Stored data entries:
------------------------------------------------------------
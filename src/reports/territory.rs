//! Sales per territory with distinct order counts.

use super::{ratio, writer::ReportRow};
use crate::error::Result;
use crate::store::Store;
use serde::Serialize;

const TERRITORY_SQL: &str = "
    SELECT SalesTerritoryCountry, SalesTerritoryRegion,
           TOTAL(SalesAmount) AS total_sales,
           COUNT(DISTINCT SalesOrderNumber) AS order_count
    FROM full_sales_data
    GROUP BY SalesTerritoryCountry, SalesTerritoryRegion
    ORDER BY total_sales DESC, SalesTerritoryCountry, SalesTerritoryRegion";

#[derive(Debug, Clone, PartialEq, Serialize)]
pub struct TerritorySales {
    #[serde(rename = "SalesTerritoryCountry")]
    pub country: Option<String>,
    #[serde(rename = "SalesTerritoryRegion")]
    pub region: Option<String>,
    pub total_sales: f64,
    pub order_count: i64,
    pub avg_order_value: Option<f64>,
}

impl ReportRow for TerritorySales {
    const HEADER: &'static [&'static str] = &[
        "SalesTerritoryCountry",
        "SalesTerritoryRegion",
        "total_sales",
        "order_count",
        "avg_order_value",
    ];
}

pub fn territory_sales(store: &Store) -> Result<Vec<TerritorySales>> {
    store.query(TERRITORY_SQL, |row| {
        let total_sales: f64 = row.get(2)?;
        let order_count: i64 = row.get(3)?;
        Ok(TerritorySales {
            country: row.get(0)?,
            region: row.get(1)?,
            total_sales,
            order_count,
            avg_order_value: ratio(total_sales, order_count as f64),
        })
    })
}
------------------------------------------------------------
PROBLEM TO SOLVE -
When the records above are checked line by line, how many lines contain the word "rename"? Please give only that number.

WRITTEN SOLUTION -
2